Walter Somers had, with his companions, joined the army of the duke and placed his sword at his disposal; but when the French prince entered Paris without the necessity of fighting, he took leave of him, and with the captal returned to England. Rare, indeed, were the jewels which Walter brought home to his wife, for the three hundred noble ladies rescued at Meaux from dishonor and death had insisted upon bestowing tokens of their regard and gratitude upon the rescuers, and as many of them belonged to the richest as well as the noblest families in France, the presents which Walter thus received from the grateful ladies were of immense value.
He was welcomed by the king and Prince of Wales with great honor, for the battle at Meaux had excited the admiration and astonishment of all Europe. The Jacquerie was considered as a common danger in all civilized countries; for if successful it might have spread far beyond the boundaries of France, and constituted a danger to chivalry, and indeed to society universally.
Thus King Edward gave the highest marks of his satisfaction to the captal and Walter, added considerable grants of land to the estates of the latter, and raised him to the dignity of Baron Somers of Westerham.

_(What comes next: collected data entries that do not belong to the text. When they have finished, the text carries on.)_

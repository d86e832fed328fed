pub mod changelog;
pub mod commit;
pub mod sync;
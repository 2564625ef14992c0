//! Computed style representation.
//!
//! - [CSS Cascading and Inheritance Level 4](https://www.w3.org/TR/css-cascade-4/)
//! - [CSS Box Model Level 3](https://www.w3.org/TR/css-box-3/)

mod computed;

pub use computed::{ComputedStyle, INHERITED_PROPERTIES, is_inherited};
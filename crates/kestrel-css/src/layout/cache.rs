use std::collections::HashMap;

use crate::style::ComputedStyle;
use crate::values::{Color, StyleValue};

use super::box_model::EdgeSizes;

/// Conversions memoized across one layout pass. Documents repeat the same
/// few colours and lengths, so each raw value is parsed once.
#[derive(Debug, Default)]
pub struct LayoutCache {
    colors: HashMap<String, Color>,
    lengths: HashMap<(String, u32), f32>,
    font_sizes: HashMap<String, f32>,
}

impl LayoutCache {
    /// An empty cache.
    #[must_use]
    pub fn new() -> Self {
        Self::default()
    }

    /// A colour value. Anything that is not a colour reads as black.
    pub fn color(&mut self, value: &StyleValue) -> Color {
        if let Some(&color) = self.colors.get(&value.raw) {
            return color;
        }
        let color = value.as_color().unwrap_or(Color::BLACK);
        let _ = self.colors.insert(value.raw.clone(), color);
        color
    }

    /// A length in pixels with relative units against `base`. Non-lengths
    /// such as `auto` count as 0.
    pub fn length(&mut self, value: &StyleValue, base: f32) -> f32 {
        let key = (value.raw.clone(), base.to_bits());
        if let Some(&px) = self.lengths.get(&key) {
            return px;
        }
        let px = value.to_px(base).unwrap_or(0.0);
        let _ = self.lengths.insert(key, px);
        px
    }

    /// A resolved `font-size`. The cascade already made it absolute, so
    /// this only has to read the number back.
    pub fn font_size(&mut self, style: &ComputedStyle) -> f32 {
        let Some(value) = style.get("font-size") else {
            return style.font_size_px();
        };
        if let Some(&px) = self.font_sizes.get(&value.raw) {
            return px;
        }
        let px = style.font_size_px();
        let _ = self.font_sizes.insert(value.raw.clone(), px);
        px
    }

    /// The four sides of `margin` or `padding` in pixels.
    pub fn edges(&mut self, style: &ComputedStyle, property: &str, base: f32) -> EdgeSizes {
        let mut side = |name: &str| {
            style
                .get(&format!("{property}-{name}"))
                .map_or(0.0, |value| self.length(value, base))
        };
        EdgeSizes {
            top: side("top"),
            right: side("right"),
            bottom: side("bottom"),
            left: side("left"),
        }
    }

    /// Number of distinct values converted so far.
    #[must_use]
    pub fn len(&self) -> usize {
        self.colors.len() + self.lengths.len() + self.font_sizes.len()
    }

    /// Whether nothing has been converted yet.
    #[must_use]
    pub fn is_empty(&self) -> bool {
        self.len() == 0
    }
}
//! Tabs and their navigation history.

use std::fmt;
use std::sync::atomic::{AtomicU64, Ordering};

use crate::document::Document;
use crate::error::BuildError;

/// Title shown for a tab with nothing loaded.
pub const DEFAULT_TITLE: &str = "New Tab";

/// Title shown while a navigation is in flight.
pub const LOADING_TITLE: &str = "Loading...";

/// Identifies a tab for the lifetime of the process.
#[derive(Debug, Clone, Copy, PartialEq, Eq, Hash, PartialOrd, Ord)]
pub struct TabId(pub u64);

impl TabId {
    fn next() -> Self {
        static NEXT: AtomicU64 = AtomicU64::new(1);
        Self(NEXT.fetch_add(1, Ordering::Relaxed))
    }
}

impl fmt::Display for TabId {
    fn fmt(&self, f: &mut fmt::Formatter<'_>) -> fmt::Result {
        write!(f, "#{}", self.0)
    }
}

/// Visited URLs with a cursor at the current one.
///
/// Visiting a new URL after going back drops the forward entries.
#[derive(Debug, Clone, Default, PartialEq, Eq)]
pub struct History {
    entries: Vec<String>,
    cursor: usize,
}

impl History {
    /// An empty history.
    #[must_use]
    pub const fn new() -> Self {
        Self {
            entries: Vec::new(),
            cursor: 0,
        }
    }

    /// Record a visit to `url`, discarding anything ahead of the cursor.
    pub fn push(&mut self, url: &str) {
        if !self.entries.is_empty() {
            self.entries.truncate(self.cursor + 1);
        }
        self.entries.push(url.to_string());
        self.cursor = self.entries.len() - 1;
    }

    /// The URL under the cursor.
    #[must_use]
    pub fn current(&self) -> Option<&str> {
        self.entries.get(self.cursor).map(String::as_str)
    }

    /// Whether there is an entry behind the cursor.
    #[must_use]
    pub const fn can_go_back(&self) -> bool {
        self.cursor > 0
    }

    /// Whether there is an entry ahead of the cursor.
    #[must_use]
    pub const fn can_go_forward(&self) -> bool {
        self.cursor + 1 < self.entries.len()
    }

    /// Step back and return the new current URL.
    pub fn back(&mut self) -> Option<&str> {
        if !self.can_go_back() {
            return None;
        }
        self.cursor -= 1;
        self.current()
    }

    /// Step forward and return the new current URL.
    pub fn forward(&mut self) -> Option<&str> {
        if !self.can_go_forward() {
            return None;
        }
        self.cursor += 1;
        self.current()
    }

    /// Number of entries.
    #[must_use]
    pub const fn len(&self) -> usize {
        self.entries.len()
    }

    /// Whether nothing has been visited.
    #[must_use]
    pub const fn is_empty(&self) -> bool {
        self.entries.is_empty()
    }
}

/// One tab: its URL, history, loading state and current document.
#[derive(Debug)]
pub struct Tab {
    id: TabId,
    title: String,
    url: String,
    content: Option<Document>,
    loading: bool,
    error: Option<String>,
    history: History,
}

impl Default for Tab {
    fn default() -> Self {
        Self::new()
    }
}

impl Tab {
    /// A blank tab with a fresh id.
    #[must_use]
    pub fn new() -> Self {
        Self {
            id: TabId::next(),
            title: String::new(),
            url: String::new(),
            content: None,
            loading: false,
            error: None,
            history: History::new(),
        }
    }

    /// This tab's id.
    #[must_use]
    pub const fn id(&self) -> TabId {
        self.id
    }

    /// The title to display.
    ///
    /// `"Loading..."` while a navigation is in flight, `"New Tab"` when the
    /// loaded document has no title, otherwise the document's title.
    #[must_use]
    pub fn title(&self) -> &str {
        if self.loading {
            LOADING_TITLE
        } else if self.title.trim().is_empty() {
            DEFAULT_TITLE
        } else {
            &self.title
        }
    }

    /// The current URL; empty for a blank tab.
    #[must_use]
    pub fn url(&self) -> &str {
        &self.url
    }

    /// The last successfully loaded document.
    #[must_use]
    pub const fn content(&self) -> Option<&Document> {
        self.content.as_ref()
    }

    /// Whether a navigation is in flight.
    #[must_use]
    pub const fn is_loading(&self) -> bool {
        self.loading
    }

    /// Why the last navigation failed, if it did.
    #[must_use]
    pub fn error(&self) -> Option<&str> {
        self.error.as_deref()
    }

    /// The navigation history.
    #[must_use]
    pub const fn history(&self) -> &History {
        &self.history
    }

    /// Start navigating to `url`, recording it in the history.
    pub fn navigate(&mut self, url: &str) {
        self.history.push(url);
        self.begin_loading(url);
    }

    /// Start reloading the current URL without touching the history.
    pub fn reload(&mut self) {
        let url = self.url.clone();
        self.begin_loading(&url);
    }

    fn begin_loading(&mut self, url: &str) {
        url.clone_into(&mut self.url);
        self.loading = true;
        self.error = None;
    }

    /// Whether [`go_back`](Self::go_back) would move.
    #[must_use]
    pub const fn can_go_back(&self) -> bool {
        self.history.can_go_back()
    }

    /// Whether [`go_forward`](Self::go_forward) would move.
    #[must_use]
    pub const fn can_go_forward(&self) -> bool {
        self.history.can_go_forward()
    }

    /// Move back in history. Returns whether the URL changed; the caller
    /// reloads.
    pub fn go_back(&mut self) -> bool {
        let Some(url) = self.history.back() else {
            return false;
        };
        url.clone_into(&mut self.url);
        true
    }

    /// Move forward in history. Returns whether the URL changed; the caller
    /// reloads.
    pub fn go_forward(&mut self) -> bool {
        let Some(url) = self.history.forward() else {
            return false;
        };
        url.clone_into(&mut self.url);
        true
    }

    /// Finish a navigation with its document.
    pub fn finish_loading(&mut self, document: Document) {
        self.title = document.title().unwrap_or_default().to_string();
        self.content = Some(document);
        self.loading = false;
        self.error = None;
    }

    /// Finish a navigation that failed. The previous document stays.
    pub fn fail_loading(&mut self, err: &BuildError) {
        self.loading = false;
        self.error = Some(err.to_string());
    }
}

#[cfg(test)]
mod tests {
    use super::*;

    #[test]
    fn test_tab_ids_are_unique() {
        let a = Tab::new();
        let b = Tab::new();
        assert_ne!(a.id(), b.id());
        assert!(b.id() > a.id());
    }

    #[test]
    fn test_history_push_truncates_forward() {
        let mut history = History::new();
        assert_eq!(history.current(), None);
        history.push("a");
        history.push("b");
        history.push("c");
        assert_eq!(history.back(), Some("b"));
        assert_eq!(history.back(), Some("a"));
        assert_eq!(history.back(), None);
        history.push("d");
        assert_eq!(history.len(), 2);
        assert!(!history.can_go_forward());
        assert_eq!(history.current(), Some("d"));
    }

    #[test]
    fn test_blank_tab() {
        let tab = Tab::new();
        assert_eq!(tab.title(), DEFAULT_TITLE);
        assert_eq!(tab.url(), "");
        assert!(tab.content().is_none());
        assert!(!tab.can_go_back());
    }
}
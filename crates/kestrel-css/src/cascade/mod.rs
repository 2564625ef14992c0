//! CSS Cascading and Style Computation
//!
//! This module implements style computation per
//! [CSS Cascading and Inheritance Level 4](https://www.w3.org/TR/css-cascade-4/).
//!
//! Every element's style is built in layers, each applied over the last:
//!
//! 1. UA base defaults
//! 2. inherited properties from the parent's computed style
//! 3. UA tag defaults
//! 4. author rules, ascending by specificity, ties in source order
//! 5. the inline `style` attribute
//!
//! A property set by an `!important` declaration ignores every later
//! non-important declaration for that property. `font-size` is then resolved
//! to pixels against the parent's resolved size.

use std::collections::HashMap;

use kestrel_dom::{DomTree, NodeId, NodeType};

use crate::parser::{CascadeRule, Stylesheet, parse_declarations};
use crate::style::ComputedStyle;
use crate::ua_stylesheet::{base_defaults, ua_stylesheet};
use crate::values::{StyleValue, ValueKind, to_px};

/// Computed style per element of one document. Text and comment nodes have
/// no entry; they render with their parent's style.
pub type StyleTable = HashMap<NodeId, ComputedStyle>;

/// Root font size when nothing says otherwise.
pub const DEFAULT_FONT_SIZE_PX: f32 = 16.0;
/// Smallest font size the cascade produces.
pub const MIN_FONT_SIZE_PX: f32 = 8.0;
/// Largest font size the cascade produces.
pub const MAX_FONT_SIZE_PX: f32 = 72.0;

/// Ratio between adjacent sizes for `smaller` and `larger`.
const FONT_SIZE_STEP: f32 = 1.2;

/// [§ 3.5 Absolute size keywords](https://www.w3.org/TR/css-fonts-4/#absolute-size-mapping)
const FONT_SIZE_KEYWORDS: &[(&str, f32)] = &[
    ("xx-small", 9.0),
    ("x-small", 10.0),
    ("small", 13.0),
    ("medium", 16.0),
    ("large", 18.0),
    ("x-large", 24.0),
    ("xx-large", 32.0),
];

/// [§ 6 Cascading](https://www.w3.org/TR/css-cascade-4/#cascading)
///
/// Compute styles for every element under the document root. `author` is
/// the page's own CSS; media blocks are filtered against `viewport_width`.
#[must_use]
pub fn compute_styles(tree: &DomTree, author: &Stylesheet, viewport_width: f32) -> StyleTable {
    let mut pass = CascadePass {
        tree,
        ua_rules: ua_stylesheet().applicable_rules(viewport_width).collect(),
        author_rules: author.applicable_rules(viewport_width).collect(),
        font_sizes: HashMap::new(),
        styles: HashMap::new(),
    };
    pass.visit(tree.root(), None);
    log::debug!(
        "cascade: {} styled elements, {} author rules",
        pass.styles.len(),
        pass.author_rules.len()
    );
    pass.styles
}

/// State for one cascade over one tree.
struct CascadePass<'a> {
    tree: &'a DomTree,
    ua_rules: Vec<&'a CascadeRule>,
    author_rules: Vec<&'a CascadeRule>,
    /// Resolved font sizes keyed by (declared text, parent px bits).
    font_sizes: HashMap<(String, u32), f32>,
    styles: StyleTable,
}

impl CascadePass<'_> {
    /// Recursively compute styles for a node and its children.
    fn visit(&mut self, id: NodeId, parent: Option<&ComputedStyle>) {
        let tree = self.tree;
        let Some(node) = tree.get(id) else { return };

        match &node.node_type {
            NodeType::Element(element) => {
                let mut style = base_defaults().clone();
                if let Some(parent) = parent {
                    style.inherit_from(parent);
                }
                apply_rules(&mut style, &self.ua_rules, tree, id);
                apply_rules(&mut style, &self.author_rules, tree, id);
                if let Some(inline) = element.get_attribute("style") {
                    for decl in parse_declarations(inline) {
                        style.apply_declaration(&decl);
                    }
                }

                let parent_px = parent.map_or(DEFAULT_FONT_SIZE_PX, ComputedStyle::font_size_px);
                if let Some(declared) = style.get("font-size") {
                    let px = self.resolve_font_size(declared, parent_px);
                    style.set("font-size", StyleValue::px(px));
                }

                for &child in tree.children(id) {
                    self.visit(child, Some(&style));
                }
                let _ = self.styles.insert(id, style);
            }
            NodeType::Document => {
                for &child in tree.children(id) {
                    self.visit(child, parent);
                }
            }
            NodeType::Text(_) | NodeType::Comment(_) => {}
        }
    }

    /// [§ 3.5 font-size](https://www.w3.org/TR/css-fonts-4/#font-size-prop)
    ///
    /// "Percentages: refer to parent element's font size". `em` does too.
    fn resolve_font_size(&mut self, declared: &StyleValue, parent_px: f32) -> f32 {
        let key = (declared.raw.clone(), parent_px.to_bits());
        if let Some(&px) = self.font_sizes.get(&key) {
            return px;
        }
        let px = font_size_px(declared, parent_px).clamp(MIN_FONT_SIZE_PX, MAX_FONT_SIZE_PX);
        let _ = self.font_sizes.insert(key, px);
        px
    }
}

/// Apply every rule in `rules` that matches `id`, lowest specificity first.
/// A rule's weight is that of its most specific matching selector.
fn apply_rules(style: &mut ComputedStyle, rules: &[&CascadeRule], tree: &DomTree, id: NodeId) {
    let mut matched: Vec<(u32, &CascadeRule)> = rules
        .iter()
        .filter_map(|rule| rule.matching_specificity(tree, id).map(|s| (s, *rule)))
        .collect();
    matched.sort_by_key(|(specificity, _)| *specificity);

    for (_, rule) in matched {
        for decl in &rule.declarations {
            style.apply_declaration(decl);
        }
    }
}

fn font_size_px(declared: &StyleValue, parent_px: f32) -> f32 {
    match &declared.kind {
        ValueKind::Length(value, unit) => to_px(*value, unit, parent_px),
        ValueKind::Percentage(value) => value / 100.0 * parent_px,
        ValueKind::Number(value) => *value,
        _ => {
            let keyword = declared.raw.to_ascii_lowercase();
            match keyword.as_str() {
                "smaller" => parent_px / FONT_SIZE_STEP,
                "larger" => parent_px * FONT_SIZE_STEP,
                _ => FONT_SIZE_KEYWORDS
                    .iter()
                    .find(|(name, _)| *name == keyword)
                    .map_or(parent_px, |(_, px)| *px),
            }
        }
    }
}

#[cfg(test)]
mod tests {
    use super::*;

    fn size(raw: &str, parent: f32) -> f32 {
        font_size_px(&StyleValue::parse(raw), parent)
    }

    #[test]
    fn test_font_size_units() {
        assert!((size("2em", 10.0) - 20.0).abs() < 0.001);
        assert!((size("150%", 10.0) - 15.0).abs() < 0.001);
        assert!((size("2rem", 10.0) - 32.0).abs() < 0.001);
        assert!((size("12pt", 10.0) - 16.0).abs() < 0.01);
    }

    #[test]
    fn test_font_size_keywords() {
        assert!((size("x-large", 10.0) - 24.0).abs() < 0.001);
        assert!((size("larger", 10.0) - 12.0).abs() < 0.001);
        assert!((size("smaller", 12.0) - 10.0).abs() < 0.001);
        assert!((size("inherit", 14.0) - 14.0).abs() < 0.001);
    }
}
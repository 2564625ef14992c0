use strum_macros::Display;

/// A `name="value"` pair on a start tag.
///
/// Names are lowercased by the tokenizer; values are kept as written apart
/// from character reference decoding.
#[derive(Debug, Clone, PartialEq, Eq)]
pub struct Attribute {
    /// Lowercased attribute name.
    pub name: String,
    /// Attribute value; empty for bare attributes like `disabled`.
    pub value: String,
}

impl Attribute {
    /// Create a new attribute with the given name and value.
    #[must_use]
    pub const fn new(name: String, value: String) -> Self {
        Self { name, value }
    }
}

/// One unit of tokenizer output.
///
/// `Display` prints the variant name, which is what the CLI token listing
/// shows next to the `Debug` form.
#[derive(Debug, Clone, PartialEq, Eq, Display)]
pub enum Token {
    /// Character data between tags. A run made only of whitespace is
    /// reported as a single space.
    Text(String),
    /// `<name attr=value>`
    StartTag {
        /// Lowercased tag name.
        name: String,
        /// Attributes in source order, first occurrence of each name only.
        attributes: Vec<Attribute>,
    },
    /// `</name>`
    EndTag {
        /// Lowercased tag name.
        name: String,
    },
    /// `<name attr=value/>`
    SelfClosingTag {
        /// Lowercased tag name.
        name: String,
        /// Attributes in source order, first occurrence of each name only.
        attributes: Vec<Attribute>,
    },
    /// `<!--data-->`
    Comment(String),
    /// `<!DOCTYPE ...>`, holding everything between `<!` and `>` verbatim.
    Doctype(String),
    /// Returned for every call once the input is exhausted.
    EndOfInput,
}

impl Token {
    /// The tag name for start, end and self-closing tags.
    #[must_use]
    pub fn tag_name(&self) -> Option<&str> {
        match self {
            Self::StartTag { name, .. }
            | Self::EndTag { name }
            | Self::SelfClosingTag { name, .. } => Some(name),
            _ => None,
        }
    }

    /// Look up an attribute on a start or self-closing tag.
    #[must_use]
    pub fn attribute(&self, name: &str) -> Option<&str> {
        match self {
            Self::StartTag { attributes, .. } | Self::SelfClosingTag { attributes, .. } => {
                attributes
                    .iter()
                    .find(|a| a.name == name)
                    .map(|a| a.value.as_str())
            }
            _ => None,
        }
    }
}
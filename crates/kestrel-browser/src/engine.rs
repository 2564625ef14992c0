//! The tab list.
//!
//! The list itself sits behind one read/write lock, taken only to add,
//! remove or look up a tab and never held across a fetch. Each tab has its
//! own mutex, so a navigation in one tab never blocks another.

use std::sync::Arc;

use kestrel_common::url::normalize_url;
use parking_lot::{Mutex, RwLock};

use crate::config::EngineConfig;
use crate::document::DocumentBuilder;
use crate::error::{BuildError, FetchError};
use crate::fetch::{Cancellation, Fetch, HttpFetcher};
use crate::tab::{Tab, TabId};

/// Owns the tabs and the build pipeline they load through.
#[derive(Debug)]
pub struct Engine<F> {
    tabs: RwLock<Vec<Arc<Mutex<Tab>>>>,
    builder: DocumentBuilder<F>,
}

impl Engine<HttpFetcher> {
    /// An engine fetching over HTTP.
    ///
    /// # Errors
    ///
    /// Returns [`FetchError::Transport`] if the HTTP client cannot be created.
    pub fn with_http(config: EngineConfig) -> Result<Self, FetchError> {
        let fetcher = HttpFetcher::new(&config)?;
        Ok(Self::new(fetcher, config))
    }
}

impl<F: Fetch> Engine<F> {
    /// An engine with no tabs.
    #[must_use]
    pub fn new(fetcher: F, config: EngineConfig) -> Self {
        Self {
            tabs: RwLock::new(Vec::new()),
            builder: DocumentBuilder::new(fetcher, config),
        }
    }

    /// The build pipeline.
    #[must_use]
    pub const fn builder(&self) -> &DocumentBuilder<F> {
        &self.builder
    }

    /// The configuration in use.
    #[must_use]
    pub const fn config(&self) -> &EngineConfig {
        self.builder.config()
    }

    /// Open a blank tab at the end of the list.
    #[must_use]
    pub fn add_tab(&self) -> TabId {
        let tab = Tab::new();
        let id = tab.id();
        self.tabs.write().push(Arc::new(Mutex::new(tab)));
        log::debug!("opened tab {id}");
        id
    }

    /// Close a tab. Returns whether it existed.
    ///
    /// A load still running in the closed tab finishes into a tab nobody
    /// can reach.
    pub fn close_tab(&self, id: TabId) -> bool {
        let mut tabs = self.tabs.write();
        let before = tabs.len();
        tabs.retain(|tab| tab.lock().id() != id);
        before != tabs.len()
    }

    /// Number of open tabs.
    #[must_use]
    pub fn tab_count(&self) -> usize {
        self.tabs.read().len()
    }

    /// Ids of the open tabs in display order.
    #[must_use]
    pub fn tab_ids(&self) -> Vec<TabId> {
        self.tabs.read().iter().map(|tab| tab.lock().id()).collect()
    }

    /// Look up a tab.
    #[must_use]
    pub fn tab(&self, id: TabId) -> Option<Arc<Mutex<Tab>>> {
        self.tabs
            .read()
            .iter()
            .find(|tab| tab.lock().id() == id)
            .cloned()
    }

    /// Navigate tab `id` to a typed address.
    ///
    /// The address is normalized first, so `example.com` loads
    /// `https://example.com`. On failure the tab keeps its previous
    /// document and records the error.
    ///
    /// # Errors
    ///
    /// Returns [`BuildError::UnknownTab`] for a closed tab, otherwise
    /// whatever the navigation failed with.
    pub async fn load(
        &self,
        id: TabId,
        address: &str,
        cancel: &Cancellation,
    ) -> Result<(), BuildError> {
        let tab = self.tab(id).ok_or(BuildError::UnknownTab(id))?;
        let url = match normalize_url(address) {
            Ok(url) => url,
            Err(err) => {
                let err = BuildError::FetchFailure {
                    url: address.to_string(),
                    reason: err.to_string(),
                };
                tab.lock().fail_loading(&err);
                return Err(err);
            }
        };
        tab.lock().navigate(&url);
        self.run(&tab, &url, cancel).await
    }

    /// Reload the current URL of tab `id`. A blank tab stays blank.
    ///
    /// # Errors
    ///
    /// Returns [`BuildError::UnknownTab`] for a closed tab, otherwise
    /// whatever the navigation failed with.
    pub async fn refresh(&self, id: TabId, cancel: &Cancellation) -> Result<(), BuildError> {
        let tab = self.tab(id).ok_or(BuildError::UnknownTab(id))?;
        let url = {
            let mut tab = tab.lock();
            if tab.url().is_empty() {
                return Ok(());
            }
            tab.reload();
            tab.url().to_string()
        };
        self.run(&tab, &url, cancel).await
    }

    /// Step tab `id` back in its history and load that page.
    ///
    /// # Errors
    ///
    /// As for [`refresh`](Self::refresh).
    pub async fn go_back(&self, id: TabId, cancel: &Cancellation) -> Result<(), BuildError> {
        let tab = self.tab(id).ok_or(BuildError::UnknownTab(id))?;
        let moved = tab.lock().go_back();
        if moved {
            self.refresh(id, cancel).await
        } else {
            Ok(())
        }
    }

    /// Step tab `id` forward in its history and load that page.
    ///
    /// # Errors
    ///
    /// As for [`refresh`](Self::refresh).
    pub async fn go_forward(&self, id: TabId, cancel: &Cancellation) -> Result<(), BuildError> {
        let tab = self.tab(id).ok_or(BuildError::UnknownTab(id))?;
        let moved = tab.lock().go_forward();
        if moved {
            self.refresh(id, cancel).await
        } else {
            Ok(())
        }
    }

    async fn run(
        &self,
        tab: &Mutex<Tab>,
        url: &str,
        cancel: &Cancellation,
    ) -> Result<(), BuildError> {
        let result = self.builder.navigate(url, cancel).await;
        let mut tab = tab.lock();
        match result {
            Ok(document) => {
                tab.finish_loading(document);
                Ok(())
            }
            Err(err) => {
                log::warn!("tab {} failed to load {url}: {err}", tab.id());
                tab.fail_loading(&err);
                Err(err)
            }
        }
    }
}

It has always been a matter of wonder that King Edward did not take advantage of the utter state of confusion and anarchy which prevailed in France to complete his conquest of that country, which there is no reasonable doubt he could have effected with ease. Civil war and strife prevailed throughout France; famine devastated it; and without leaders or concord, dispirited and impoverished by defeat, France could have offered no resistance to such an army as England could have placed in the field. The only probable supposition is that at heart he doubted whether the acquisition of the crown of France was really desirable, or whether it could be permanently maintained should it be gained. To the monarch of a county prosperous, flourishing, and contented the object of admiration throughout Europe, the union with distracted and divided France could be of no benefit. Of military glory he had gained enough to content any man, and some of the richest provinces of France were already his. Therefore it may well be believed that, feeling secure very many years must elapse before France could again become dangerous, he was well content to let matters continue as they were.
King John still remained a prisoner in his hands, for the princes and nobles of France were too much engaged in broils and civil wars to think of raising the money for his ransom, and Languedoc was the only province of France which made any effort whatever toward so doing. War still raged between the dauphin and the King of Navarre.
At the conclusion of the two years' truce Edward, with the most splendidly equipped army which had ever left England, marched through the length and breadth of France. Nowhere did he meet with any resistance in the field. He marched under the walls of Paris, but took no steps to lay siege to that city, which would have fallen an easy prey to his army had he chosen to capture it. That he did not do so is another proof that he had no desire to add France to the possessions of the English crown. At length, by the efforts of the pope, a peace was agreed upon, by which France yielded all Aquitaine and the town of Calais to England as an absolute possession, and not as a fief of the crown of France; while the English king surrendered all his captures in Normandy and Brittany and abandoned his claim to the crown of France. With great efforts the French raised a portion of the ransom demanded for the king, and John returned to France after four years of captivity.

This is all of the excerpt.